The knowledge about treatment of insect stings is very important for medical staffs. They need to know how they should manage and treat the insect stings in emergency status. Because of these reason we have written a review article about insect stings to provide a brief but complete aspects of stings management for medical staffs.
Insects include vespids, apids and fire ants. The venom is delivered by the ovipositor (stinger) attached to the abdomen of the insect. Venoms are highly complex and include biogenic amines, polypeptides and enzymes. Manifestations of hymenoptera stings can be divided into three categories: Local reactions, toxic reactions and allergic (hypersensitivity) reactions.
Toxicity varies with amount of venom injected, patient sensitivity, age of patient and site of sting. Clinical effects include ocular, Ingestion and topical.
Ocular: Flush eyes with a gentle stream of tepid water for 5 minutes.

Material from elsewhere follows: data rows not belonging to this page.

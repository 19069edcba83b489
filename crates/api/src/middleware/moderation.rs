//! Moderation guards for forum submissions: IP bans, required fields, and
//! the content filter.
//!
//! Every rejection is a `302` to one of the moderation notice pages.

use std::convert::Infallible;
use std::net::SocketAddr;

use axum::extract::{ConnectInfo, FromRequestParts};
use axum::http::request::Parts;
use best_dressed_core::moderation::{client_ip, ContentFilter};
use best_dressed_db::repositories::BannedIpRepo;

use super::auth::AuthUser;
use crate::error::{AppError, AppResult};
use crate::state::AppState;

pub const IP_BAN_PATH: &str = "/moderation/ip_ban/";
pub const FILTERED_CONTENT_PATH: &str = "/moderation/filtered_content/";
pub const INVALID_POST_PATH: &str = "/moderation/invalid_post/";

/// Caller address: first `X-Forwarded-For` entry, else the socket peer.
///
/// The peer is only known when the server is started with connect info;
/// otherwise the header is the only source.
#[derive(Debug, Clone)]
pub struct ClientIp(pub Option<String>);

impl<S: Send + Sync> FromRequestParts<S> for ClientIp {
    type Rejection = Infallible;

    async fn from_request_parts(parts: &mut Parts, _state: &S) -> Result<Self, Self::Rejection> {
        Ok(ClientIp(resolve_client_ip(parts)))
    }
}

fn resolve_client_ip(parts: &Parts) -> Option<String> {
    let forwarded = parts
        .headers
        .get("x-forwarded-for")
        .and_then(|v| v.to_str().ok());
    let peer = parts
        .extensions
        .get::<ConnectInfo<SocketAddr>>()
        .map(|ConnectInfo(addr)| addr.ip());
    client_ip(forwarded, peer)
}

/// Signed-in user whose address is not banned.
///
/// The ban check runs before authentication, so a banned anonymous
/// visitor sees the ban notice rather than the login page.
#[derive(Debug, Clone)]
pub struct UnbannedUser(pub AuthUser);

impl FromRequestParts<AppState> for UnbannedUser {
    type Rejection = AppError;

    async fn from_request_parts(
        parts: &mut Parts,
        state: &AppState,
    ) -> Result<Self, Self::Rejection> {
        if let Some(ip) = resolve_client_ip(parts) {
            if BannedIpRepo::find_active(&state.pool, &ip, chrono::Utc::now())
                .await?
                .is_some()
            {
                tracing::warn!(ip = %ip, path = %parts.uri.path(), "Blocked submission from banned IP");
                return Err(AppError::Redirect(IP_BAN_PATH));
            }
        }
        AuthUser::from_request_parts(parts, state).await.map(UnbannedUser)
    }
}

/// Redirect to the invalid-post notice if any required field is blank.
pub fn require_fields(fields: &[&str]) -> AppResult<()> {
    if fields.iter().any(|f| f.trim().is_empty()) {
        return Err(AppError::Redirect(INVALID_POST_PATH));
    }
    Ok(())
}

/// Redirect to the filtered-content notice if any field is blocked.
pub fn ensure_clean(filter: &ContentFilter, fields: &[&str]) -> AppResult<()> {
    if filter.blocks_any(fields) {
        tracing::info!("Submission rejected by content filter");
        return Err(AppError::Redirect(FILTERED_CONTENT_PATH));
    }
    Ok(())
}

#[cfg(test)]
mod tests {
    use super::*;
    use assert_matches::assert_matches;

    #[test]
    fn blank_required_field_is_invalid_post() {
        assert_matches!(
            require_fields(&["title", "  "]),
            Err(AppError::Redirect(INVALID_POST_PATH))
        );
        assert!(require_fields(&["title", "body"]).is_ok());
    }

    #[test]
    fn blocked_content_redirects() {
        let filter = ContentFilter::from_lines("spam\n").unwrap();
        assert_matches!(
            ensure_clean(&filter, &["fine", "spam offer"]),
            Err(AppError::Redirect(FILTERED_CONTENT_PATH))
        );
        assert!(ensure_clean(&filter, &["fine", "no spam here"]).is_ok());
    }

    #[test]
    fn client_ip_prefers_forwarded_header() {
        let request = axum::http::Request::builder()
            .header("x-forwarded-for", "203.0.113.9, 10.0.0.1")
            .extension(ConnectInfo(SocketAddr::from(([127, 0, 0, 1], 4000))))
            .body(())
            .unwrap();
        let (parts, ()) = request.into_parts();
        assert_eq!(resolve_client_ip(&parts).as_deref(), Some("203.0.113.9"));
    }

    #[test]
    fn client_ip_falls_back_to_peer() {
        let request = axum::http::Request::builder()
            .extension(ConnectInfo(SocketAddr::from(([127, 0, 0, 1], 4000))))
            .body(())
            .unwrap();
        let (parts, ()) = request.into_parts();
        assert_eq!(resolve_client_ip(&parts).as_deref(), Some("127.0.0.1"));
    }
}
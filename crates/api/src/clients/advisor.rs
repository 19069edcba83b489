//! Chat-completion client used to generate styling recommendations.

use std::time::Duration;

use async_trait::async_trait;
use serde::Deserialize;
use serde_json::json;

/// Completions can take a while; the request timeout layer still applies.
const REQUEST_TIMEOUT: Duration = Duration::from_secs(60);

#[derive(Debug, Clone)]
pub struct AdvisorConfig {
    pub api_key: String,
    pub api_base: String,
    pub model: String,
}

impl AdvisorConfig {
    /// Load advisor settings from environment variables.
    ///
    /// | Env Var           | Default                     |
    /// |-------------------|-----------------------------|
    /// | `OPENAI_API_KEY`  | empty                       |
    /// | `OPENAI_API_BASE` | `https://api.openai.com/v1` |
    /// | `OPENAI_MODEL`    | `gpt-4`                     |
    pub fn from_env() -> Self {
        Self {
            api_key: std::env::var("OPENAI_API_KEY").unwrap_or_default(),
            api_base: std::env::var("OPENAI_API_BASE")
                .unwrap_or_else(|_| "https://api.openai.com/v1".into()),
            model: std::env::var("OPENAI_MODEL").unwrap_or_else(|_| "gpt-4".into()),
        }
    }
}

#[derive(Debug, thiserror::Error)]
pub enum AdvisorError {
    #[error("Advisor API key is not configured")]
    NotConfigured,

    #[error("HTTP request failed: {0}")]
    Request(#[from] reqwest::Error),

    #[error("Advisor returned HTTP {0}")]
    HttpStatus(u16),

    #[error("Advisor returned no completion")]
    EmptyResponse,
}

/// Produces free-text styling advice for a prompt.
#[async_trait]
pub trait StyleAdvisor: Send + Sync {
    async fn complete(&self, prompt: &str) -> Result<String, AdvisorError>;
}

#[derive(Debug, Deserialize)]
struct ChatResponse {
    #[serde(default)]
    choices: Vec<Choice>,
}

#[derive(Debug, Deserialize)]
struct Choice {
    message: ChoiceMessage,
}

#[derive(Debug, Deserialize)]
struct ChoiceMessage {
    content: Option<String>,
}

/// Trimmed content of the first choice.
fn first_completion(response: ChatResponse) -> Result<String, AdvisorError> {
    response
        .choices
        .into_iter()
        .next()
        .and_then(|c| c.message.content)
        .map(|content| content.trim().to_string())
        .filter(|content| !content.is_empty())
        .ok_or(AdvisorError::EmptyResponse)
}

/// OpenAI-compatible `chat/completions` client.
pub struct OpenAiAdvisor {
    config: AdvisorConfig,
    client: reqwest::Client,
}

impl OpenAiAdvisor {
    pub fn new(config: AdvisorConfig) -> Self {
        let client = reqwest::Client::builder()
            .timeout(REQUEST_TIMEOUT)
            .build()
            .expect("Failed to build reqwest HTTP client");
        Self { config, client }
    }
}

#[async_trait]
impl StyleAdvisor for OpenAiAdvisor {
    async fn complete(&self, prompt: &str) -> Result<String, AdvisorError> {
        if self.config.api_key.is_empty() {
            return Err(AdvisorError::NotConfigured);
        }

        let response = self
            .client
            .post(format!("{}/chat/completions", self.config.api_base))
            .bearer_auth(&self.config.api_key)
            .json(&json!({
                "model": self.config.model,
                "messages": [{"role": "user", "content": prompt}],
            }))
            .send()
            .await?;

        if !response.status().is_success() {
            return Err(AdvisorError::HttpStatus(response.status().as_u16()));
        }

        let body: ChatResponse = response.json().await?;
        first_completion(body)
    }
}
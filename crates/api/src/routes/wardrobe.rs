use axum::routing::{get, post};
use axum::Router;

use crate::handlers::wardrobe;
use crate::state::AppState;

/// Wardrobe routes.
///
/// ```text
/// GET    /wardrobe/                     -> list_wardrobe
/// POST   /wardrobe/add/                 -> add_item
/// GET    /wardrobe/edit/{id}/           -> edit_form
/// POST   /wardrobe/edit/{id}/           -> edit_item
/// GET    /wardrobe/delete/{id}/         -> delete_form
/// POST   /wardrobe/delete/{id}/         -> delete_item
/// GET    /wardrobe/{id}/quick_add/      -> quick_add_form
/// POST   /wardrobe/{id}/quick_add/      -> quick_add
/// ```
pub fn router() -> Router<AppState> {
    Router::new()
        .route("/wardrobe/", get(wardrobe::list_wardrobe))
        .route("/wardrobe/add/", post(wardrobe::add_item))
        .route(
            "/wardrobe/edit/{id}/",
            get(wardrobe::edit_form).post(wardrobe::edit_item),
        )
        .route(
            "/wardrobe/delete/{id}/",
            get(wardrobe::delete_form).post(wardrobe::delete_item),
        )
        .route(
            "/wardrobe/{id}/quick_add/",
            get(wardrobe::quick_add_form).post(wardrobe::quick_add),
        )
}
//! Marketplace account-deletion webhook: challenge handshake and
//! notification signature verification.
//!
//! The marketplace proves endpoint ownership with a challenge code and
//! signs every notification with ECDSA P-256. The signature header is
//! base64-encoded JSON naming the key id (`kid`) used for signing; the
//! public key itself is fetched separately by the caller.

use base64::engine::general_purpose::STANDARD;
use base64::Engine;
use p256::ecdsa::signature::hazmat::PrehashVerifier;
use p256::ecdsa::{Signature, VerifyingKey};
use p256::pkcs8::DecodePublicKey;
use serde::Deserialize;
use sha1::Sha1;
use sha2::{Digest, Sha256};

/// Header carrying the notification signature.
pub const SIGNATURE_HEADER: &str = "x-ebay-signature";

const PEM_BEGIN: &str = "-----BEGIN PUBLIC KEY-----";
const PEM_END: &str = "-----END PUBLIC KEY-----";
const PEM_LINE_WIDTH: usize = 64;

#[derive(Debug, thiserror::Error, PartialEq, Eq)]
pub enum SignatureError {
    #[error("Signature header is not valid base64 JSON: {0}")]
    MalformedHeader(String),

    #[error("Public key could not be parsed")]
    MalformedKey,

    #[error("Signature could not be decoded")]
    MalformedSignature,

    #[error("Unsupported digest algorithm: {0}")]
    UnsupportedDigest(String),

    #[error("Signature does not match payload")]
    Mismatch,
}

// ---------------------------------------------------------------------------
// Challenge
// ---------------------------------------------------------------------------

/// Hex SHA-256 of `challenge + token + endpoint`, byte for byte.
pub fn challenge_response(challenge: &str, verification_token: &str, endpoint_url: &str) -> String {
    let mut hasher = Sha256::new();
    hasher.update(challenge.as_bytes());
    hasher.update(verification_token.as_bytes());
    hasher.update(endpoint_url.as_bytes());
    format!("{:x}", hasher.finalize())
}

// ---------------------------------------------------------------------------
// Signature header
// ---------------------------------------------------------------------------

/// Decoded contents of the signature header.
#[derive(Debug, Clone, Deserialize, PartialEq, Eq)]
pub struct SignatureHeader {
    pub kid: String,
    pub signature: String,
    #[serde(default)]
    pub alg: Option<String>,
    #[serde(default)]
    pub digest: Option<String>,
}

impl SignatureHeader {
    /// Decode the base64 JSON header value.
    pub fn decode(value: &str) -> Result<Self, SignatureError> {
        let raw = STANDARD
            .decode(value.trim())
            .map_err(|e| SignatureError::MalformedHeader(e.to_string()))?;
        serde_json::from_slice(&raw).map_err(|e| SignatureError::MalformedHeader(e.to_string()))
    }
}

/// Hash applied to the payload before ECDSA verification.
#[derive(Debug, Clone, Copy, PartialEq, Eq, Default)]
pub enum DigestAlgorithm {
    #[default]
    Sha1,
    Sha256,
}

impl DigestAlgorithm {
    /// Parse a digest name such as `SHA1`, `sha-256`.
    pub fn parse(name: &str) -> Result<Self, SignatureError> {
        match name.trim().to_ascii_uppercase().replace('-', "").as_str() {
            "SHA1" => Ok(Self::Sha1),
            "SHA256" => Ok(Self::Sha256),
            _ => Err(SignatureError::UnsupportedDigest(name.to_string())),
        }
    }

    /// Pick the digest from the header, then the key record, then SHA-1.
    pub fn select(header: Option<&str>, key_record: Option<&str>) -> Result<Self, SignatureError> {
        match header.or(key_record) {
            Some(name) if !name.trim().is_empty() => Self::parse(name),
            _ => Ok(Self::default()),
        }
    }

    fn hash(self, payload: &[u8]) -> Vec<u8> {
        match self {
            Self::Sha1 => Sha1::digest(payload).to_vec(),
            Self::Sha256 => Sha256::digest(payload).to_vec(),
        }
    }
}

// ---------------------------------------------------------------------------
// Verification
// ---------------------------------------------------------------------------

/// Re-wrap a PEM public key at 64 columns.
///
/// The key-lookup service returns the PEM body on a single line, which
/// strict PEM parsers reject.
pub fn normalize_pem(key: &str) -> String {
    let body: String = key
        .replace(PEM_BEGIN, "")
        .replace(PEM_END, "")
        .chars()
        .filter(|c| !c.is_whitespace())
        .collect();

    let mut out = String::with_capacity(body.len() + 64);
    out.push_str(PEM_BEGIN);
    out.push('\n');
    let mut rest = body.as_str();
    while !rest.is_empty() {
        let (line, tail) = rest.split_at(rest.len().min(PEM_LINE_WIDTH));
        out.push_str(line);
        out.push('\n');
        rest = tail;
    }
    out.push_str(PEM_END);
    out.push('\n');
    out
}

/// Verify a base64 DER ECDSA signature over `payload`.
pub fn verify_signature(
    public_key_pem: &str,
    signature_b64: &str,
    payload: &[u8],
    digest: DigestAlgorithm,
) -> Result<(), SignatureError> {
    let key = VerifyingKey::from_public_key_pem(&normalize_pem(public_key_pem))
        .map_err(|_| SignatureError::MalformedKey)?;
    let der = STANDARD
        .decode(signature_b64.trim())
        .map_err(|_| SignatureError::MalformedSignature)?;
    let signature = Signature::from_der(&der).map_err(|_| SignatureError::MalformedSignature)?;

    key.verify_prehash(&digest.hash(payload), &signature)
        .map_err(|_| SignatureError::Mismatch)
}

Topical: Immediately remove stinger if present, wash area with soap and water. Application of a 20% solution of an aluminum salt to sting site Follow with application of ice pack. Baking soda or calamine lotion my provide relief for some patients. If the sting is on an extremity, apply a firm crepe bandage as much of the limb as possible. In serious cases, patients should be referred to a health care facility.
Allergic reactions: Ventilation, Epinephrine, Diphenhydramine by injection, Glucagon, Ranitidine or cimetidine, for persistent hypotention corticosteroids, nebulized salbutamol, Dopamin and tetanus prophylaxis if necessary.
Toxic reactions: Symptomatic and supportive therapy.
Delayed serum sickness reaction: may require antihistamines and corticosteroids.